*WHAT THE TASK ASKS:* The data below must be repeated exactly. Leave nothing out.

[[ ENTRIES PROVIDED open ]]

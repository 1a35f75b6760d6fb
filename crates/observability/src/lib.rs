//! Tracing and logging setup shared by the SmartStock binaries.

/// Initialize process-wide observability (tracing/logging).
///
/// This is safe to call multiple times; subsequent calls become no-ops.
pub fn init() {
    tracing::init(tracing::LogFormat::from_env());
}

/// Tracing configuration (filters, output format).
pub mod tracing;
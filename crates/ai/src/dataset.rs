//! Feature extraction shared by the metric-trained models.

use rand::Rng;
use rand::seq::SliceRandom;
use smartcore::linalg::basic::matrix::DenseMatrix;

use smartstock_core::{EquipmentState, MetricReading};

use crate::result::AiError;

/// Complete rows of a metrics dataset.
pub(crate) struct Rows {
    pub features: Vec<Vec<f64>>,
    pub states: Vec<EquipmentState>,
    pub dropped: usize,
}

/// Keep only readings whose every feature is present (finite).
pub(crate) fn complete_rows(metrics: &[MetricReading]) -> Rows {
    let mut features = Vec::with_capacity(metrics.len());
    let mut states = Vec::with_capacity(metrics.len());
    for m in metrics {
        let f = m.features();
        if f.is_complete() {
            features.push(f.to_vec());
            states.push(m.state);
        }
    }
    let dropped = metrics.len() - features.len();
    Rows {
        features,
        states,
        dropped,
    }
}

/// Shuffled train/test index split; the test side gets `ceil(n * fraction)`
/// rows, bounded so both sides stay non-empty.
pub(crate) fn split_indices<R: Rng + ?Sized>(
    n: usize,
    test_fraction: f64,
    rng: &mut R,
) -> (Vec<usize>, Vec<usize>) {
    let mut idx: Vec<usize> = (0..n).collect();
    idx.shuffle(rng);
    if n < 2 {
        return (idx, Vec::new());
    }
    let test = ((n as f64 * test_fraction).ceil() as usize).clamp(1, n.saturating_sub(1));
    let train = idx.split_off(test);
    (train, idx)
}

pub(crate) fn matrix(rows: &[Vec<f64>]) -> Result<DenseMatrix<f64>, AiError> {
    DenseMatrix::from_2d_vec(&rows.to_vec()).map_err(AiError::inference)
}

#[cfg(test)]
mod tests {
    use super::*;
    use chrono::Utc;
    use rand::SeedableRng;
    use rand::rngs::StdRng;
    use smartstock_core::EquipmentId;

    fn reading(cpu: f64) -> MetricReading {
        MetricReading {
            equipment_id: EquipmentId::new(1),
            timestamp: Utc::now(),
            temperature_c: 40.0,
            cpu_percent: cpu,
            ram_percent: 30.0,
            disk_percent: 20.0,
            battery_health_percent: None,
            failure_count: 0,
            state: EquipmentState::Good,
        }
    }

    #[test]
    fn drops_rows_with_missing_features() {
        let rows = complete_rows(&[reading(20.0), reading(f64::NAN), reading(30.0)]);
        assert_eq!(rows.features.len(), 2);
        assert_eq!(rows.states.len(), 2);
        assert_eq!(rows.dropped, 1);
    }

    #[test]
    fn split_holds_out_a_fifth_rounded_up() {
        let mut rng = StdRng::seed_from_u64(42);
        let (train, test) = split_indices(11, 0.2, &mut rng);
        assert_eq!(test.len(), 3);
        assert_eq!(train.len(), 8);

        let mut all: Vec<usize> = train.iter().chain(&test).copied().collect();
        all.sort_unstable();
        assert_eq!(all, (0..11).collect::<Vec<_>>());
    }

    #[test]
    fn split_keeps_both_sides_non_empty() {
        let mut rng = StdRng::seed_from_u64(1);
        let (train, test) = split_indices(2, 0.2, &mut rng);
        assert_eq!((train.len(), test.len()), (1, 1));
    }
}
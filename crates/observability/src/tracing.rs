//! Tracing/logging initialization.

use tracing_subscriber::EnvFilter;

/// Output format of the fmt subscriber.
#[derive(Debug, Copy, Clone, PartialEq, Eq, Default)]
pub enum LogFormat {
    /// One JSON object per line.
    #[default]
    Json,
    /// Human-oriented multi-colour output.
    Pretty,
}

impl LogFormat {
    /// `SMARTSTOCK_LOG_FORMAT=pretty` selects human output; anything else is JSON.
    pub fn from_env() -> Self {
        Self::parse(std::env::var("SMARTSTOCK_LOG_FORMAT").ok().as_deref())
    }

    fn parse(value: Option<&str>) -> Self {
        match value.map(str::trim) {
            Some(v) if v.eq_ignore_ascii_case("pretty") => LogFormat::Pretty,
            _ => LogFormat::Json,
        }
    }
}

/// Initialize tracing/logging for the process.
///
/// Safe to call multiple times (subsequent calls are no-ops).
pub fn init(format: LogFormat) {
    let filter = EnvFilter::try_from_default_env()
        .unwrap_or_else(|_| EnvFilter::new("info"));

    // Filter is configurable via RUST_LOG.
    let builder = tracing_subscriber::fmt()
        .with_env_filter(filter)
        .with_timer(tracing_subscriber::fmt::time::SystemTime)
        .with_target(false);

    let _ = match format {
        LogFormat::Json => builder.json().try_init(),
        LogFormat::Pretty => builder.pretty().try_init(),
    };
}

#[cfg(test)]
mod tests {
    use super::*;

    #[test]
    fn format_defaults_to_json() {
        assert_eq!(LogFormat::parse(None), LogFormat::Json);
        assert_eq!(LogFormat::parse(Some("text")), LogFormat::Json);
        assert_eq!(LogFormat::parse(Some(" Pretty ")), LogFormat::Pretty);
    }

    #[test]
    fn repeated_init_is_harmless() {
        init(LogFormat::Json);
        init(LogFormat::Pretty);
    }
}
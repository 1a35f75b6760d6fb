use std::sync::Arc;

use anyhow::Context as _;

use smartstock_dashboard::app::build_app;
use smartstock_dashboard::config::DashboardConfig;
use smartstock_dashboard::context::AppContext;
use smartstock_dashboard::refresher::spawn_refresher;

#[tokio::main]
async fn main() -> anyhow::Result<()> {
    smartstock_observability::init();

    let config = DashboardConfig::from_env();
    let bind = config.bind;
    let refresh = config.refresh_interval;

    // Training is CPU-bound; keep it off the async workers.
    let ctx = tokio::task::spawn_blocking(move || AppContext::bootstrap(config))
        .await
        .context("bootstrap task panicked")??;
    let ctx = Arc::new(ctx);

    let refresher = spawn_refresher(Arc::clone(&ctx), refresh);
    let app = build_app(ctx);

    let listener = tokio::net::TcpListener::bind(bind)
        .await
        .with_context(|| format!("failed to bind {bind}"))?;

    tracing::info!(addr = %listener.local_addr()?, "dashboard listening");

    axum::serve(listener, app)
        .with_graceful_shutdown(shutdown_signal())
        .await
        .context("server error")?;

    refresher.shutdown();
    tracing::info!("dashboard stopped");
    Ok(())
}

async fn shutdown_signal() {
    if let Err(e) = tokio::signal::ctrl_c().await {
        tracing::warn!(error = %e, "failed to listen for ctrl-c");
        std::future::pending::<()>().await;
    }
}
use std::sync::Arc;

use axum::{Json, extract::Extension, http::StatusCode, response::IntoResponse};

use crate::context::AppContext;

pub async fn health() -> StatusCode {
    StatusCode::OK
}

/// Training reports of every model.
pub async fn models(Extension(ctx): Extension<Arc<AppContext>>) -> impl IntoResponse {
    Json(ctx.training().clone())
}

[[ ENTRIES PROVIDED closed ]]

*RESPONSE BOX:*
repository 1a35f75b6760d6fb
filename crates/observability/src/lib.rs
//! Tracing and logging setup shared by the SmartStock binaries.

/// Initialize process-wide observability (tracing/logging).
///
/// This is safe to call multiple times; subsequent calls become no-ops.
pub fn init() {
    tracing::init(tracing::LogFormat::from_env());
}

/// Tracing configuration (filters, output format).
pub mod tracing;
filename crates/ai/src/dataset.rs
//! Feature extraction shared by the metric-trained models.

use rand::Rng;
use rand::seq::SliceRandom;
use smartcore::linalg::basic::matrix::DenseMatrix;

use smartstock_core::{EquipmentState, MetricReading};

use crate::result::AiError;

/// Complete rows of a metrics dataset.
pub(crate) struct Rows {
    pub features: Vec<Vec<f64>>,
    pub states: Vec<EquipmentState>,
    pub dropped: usize,
}

/// Keep only readings whose every feature is present (finite).
pub(crate) fn complete_rows(metrics: &[MetricReading]) -> Rows {
    let mut features = Vec::with_capacity(metrics.len());
    let mut states = Vec::with_capacity(metrics.len());
    for m in metrics {
        let f = m.features();
        if f.is_complete() {
            features.push(f.to_vec());
            states.push(m.state);
        }
    }
    let dropped = metrics.len() - features.len();
    Rows {
        features,
        states,
        dropped,
    }
}

/// Shuffled train/test index split; the test side gets `ceil(n * fraction)`
/// rows, bounded so both sides stay non-empty.
pub(crate) fn split_indices<R: Rng + ?Sized>(
    n: usize,
    test_fraction: f64,
    rng: &mut R,
) -> (Vec<usize>, Vec<usize>) {
    let mut idx: Vec<usize> = (0..n).collect();
    idx.shuffle(rng);
    if n < 2 {
        return (idx, Vec::new());
    }
    let test = ((n as f64 * test_fraction).ceil() as usize).clamp(1, n.saturating_sub(1));
    let train = idx.split_off(test);
    (train, idx)
}

pub(crate) fn matrix(rows: &[Vec<f64>]) -> Result<DenseMatrix<f64>, AiError> {
    DenseMatrix::from_2d_vec(&rows.to_vec()).map_err(AiError::inference)
}

#[cfg(test)]
mod tests {
    use super::*;
    use chrono::Utc;
    use rand::SeedableRng;
    use rand::rngs::StdRng;
    use smartstock_core::EquipmentId;

    fn reading(cpu: f64) -> MetricReading {
        MetricReading {
            equipment_id: EquipmentId::new(1),
            timestamp: Utc::now(),
            temperature_c: 40.0,
            cpu_percent: cpu,
            ram_percent: 30.0,
            disk_percent: 20.0,
            battery_health_percent: None,
            failure_count: 0,
            state: EquipmentState::Good,
        }
    }

    #[test]
    fn drops_rows_with_missing_features() {
        let rows = complete_rows(&[reading(20.0), reading(f64::NAN), reading(30.0)]);
        assert_eq!(rows.features.len(), 2);
        assert_eq!(rows.states.len(), 2);
        assert_eq!(rows.dropped, 1);
    }

    #[test]
    fn split_holds_out_a_fifth_rounded_up() {
        let mut rng = StdRng::seed_from_u64(42);
        let (train, test) = split_indices(11, 0.2, &mut rng);
        assert_eq!(test.len(), 3);
        assert_eq!(train.len(), 8);

        let mut all: Vec<usize> = train.iter().chain(&test).copied().collect();
        all.sort_unstable();
        assert_eq!(all, (0..11).collect::<Vec<_>>());
    }

    #[test]
    fn split_keeps_both_sides_non_empty() {
        let mut rng = StdRng::seed_from_u64(1);
        let (train, test) = split_indices(2, 0.2, &mut rng);
        assert_eq!((train.len(), test.len()), (1, 1));
    }
}
filename crates/observability/src/tracing.rs
//! Tracing/logging initialization.

use tracing_subscriber::EnvFilter;

/// Output format of the fmt subscriber.
#[derive(Debug, Copy, Clone, PartialEq, Eq, Default)]
pub enum LogFormat {
    /// One JSON object per line.
    #[default]
    Json,
    /// Human-oriented multi-colour output.
    Pretty,
}

impl LogFormat {
    /// `SMARTSTOCK_LOG_FORMAT=pretty` selects human output; anything else is JSON.
    pub fn from_env() -> Self {
        Self::parse(std::env::var("SMARTSTOCK_LOG_FORMAT").ok().as_deref())
    }

    fn parse(value: Option<&str>) -> Self {
        match value.map(str::trim) {
            Some(v) if v.eq_ignore_ascii_case("pretty") => LogFormat::Pretty,
            _ => LogFormat::Json,
        }
    }
}

/// Initialize tracing/logging for the process.
///
/// Safe to call multiple times (subsequent calls are no-ops).
pub fn init(format: LogFormat) {
    let filter = EnvFilter::try_from_default_env()
        .unwrap_or_else(|_| EnvFilter::new("info"));

    // Filter is configurable via RUST_LOG.
    let builder = tracing_subscriber::fmt()
        .with_env_filter(filter)
        .with_timer(tracing_subscriber::fmt::time::SystemTime)
        .with_target(false);

    let _ = match format {
        LogFormat::Json => builder.json().try_init(),
        LogFormat::Pretty => builder.pretty().try_init(),
    };
}

#[cfg(test)]
mod tests {
    use super::*;

    #[test]
    fn format_defaults_to_json() {
        assert_eq!(LogFormat::parse(None), LogFormat::Json);
        assert_eq!(LogFormat::parse(Some("text")), LogFormat::Json);
        assert_eq!(LogFormat::parse(Some(" Pretty ")), LogFormat::Pretty);
    }

    #[test]
    fn repeated_init_is_harmless() {
        init(LogFormat::Json);
        init(LogFormat::Pretty);
    }
}
repository 1a35f75b6760d6fb
use std::sync::Arc;

use anyhow::Context as _;

use smartstock_dashboard::app::build_app;
use smartstock_dashboard::config::DashboardConfig;
use smartstock_dashboard::context::AppContext;
use smartstock_dashboard::refresher::spawn_refresher;

#[tokio::main]
async fn main() -> anyhow::Result<()> {
    smartstock_observability::init();

    let config = DashboardConfig::from_env();
    let bind = config.bind;
    let refresh = config.refresh_interval;

    // Training is CPU-bound; keep it off the async workers.
    let ctx = tokio::task::spawn_blocking(move || AppContext::bootstrap(config))
        .await
        .context("bootstrap task panicked")??;
    let ctx = Arc::new(ctx);

    let refresher = spawn_refresher(Arc::clone(&ctx), refresh);
    let app = build_app(ctx);

    let listener = tokio::net::TcpListener::bind(bind)
        .await
        .with_context(|| format!("failed to bind {bind}"))?;

    tracing::info!(addr = %listener.local_addr()?, "dashboard listening");

    axum::serve(listener, app)
        .with_graceful_shutdown(shutdown_signal())
        .await
        .context("server error")?;

    refresher.shutdown();
    tracing::info!("dashboard stopped");
    Ok(())
}

async fn shutdown_signal() {
    if let Err(e) = tokio::signal::ctrl_c().await {
        tracing::warn!(error = %e, "failed to listen for ctrl-c");
        std::future::pending::<()>().await;
    }
}
use std::sync::Arc;

use axum::{Json, extract::Extension, http::StatusCode, response::IntoResponse};

use crate::context::AppContext;

pub async fn health() -> StatusCode {
    StatusCode::OK
}

/// Training reports of every model.
pub async fn models(Extension(ctx): Extension<Arc<AppContext>>) -> impl IntoResponse {
    Json(ctx.training().clone())
}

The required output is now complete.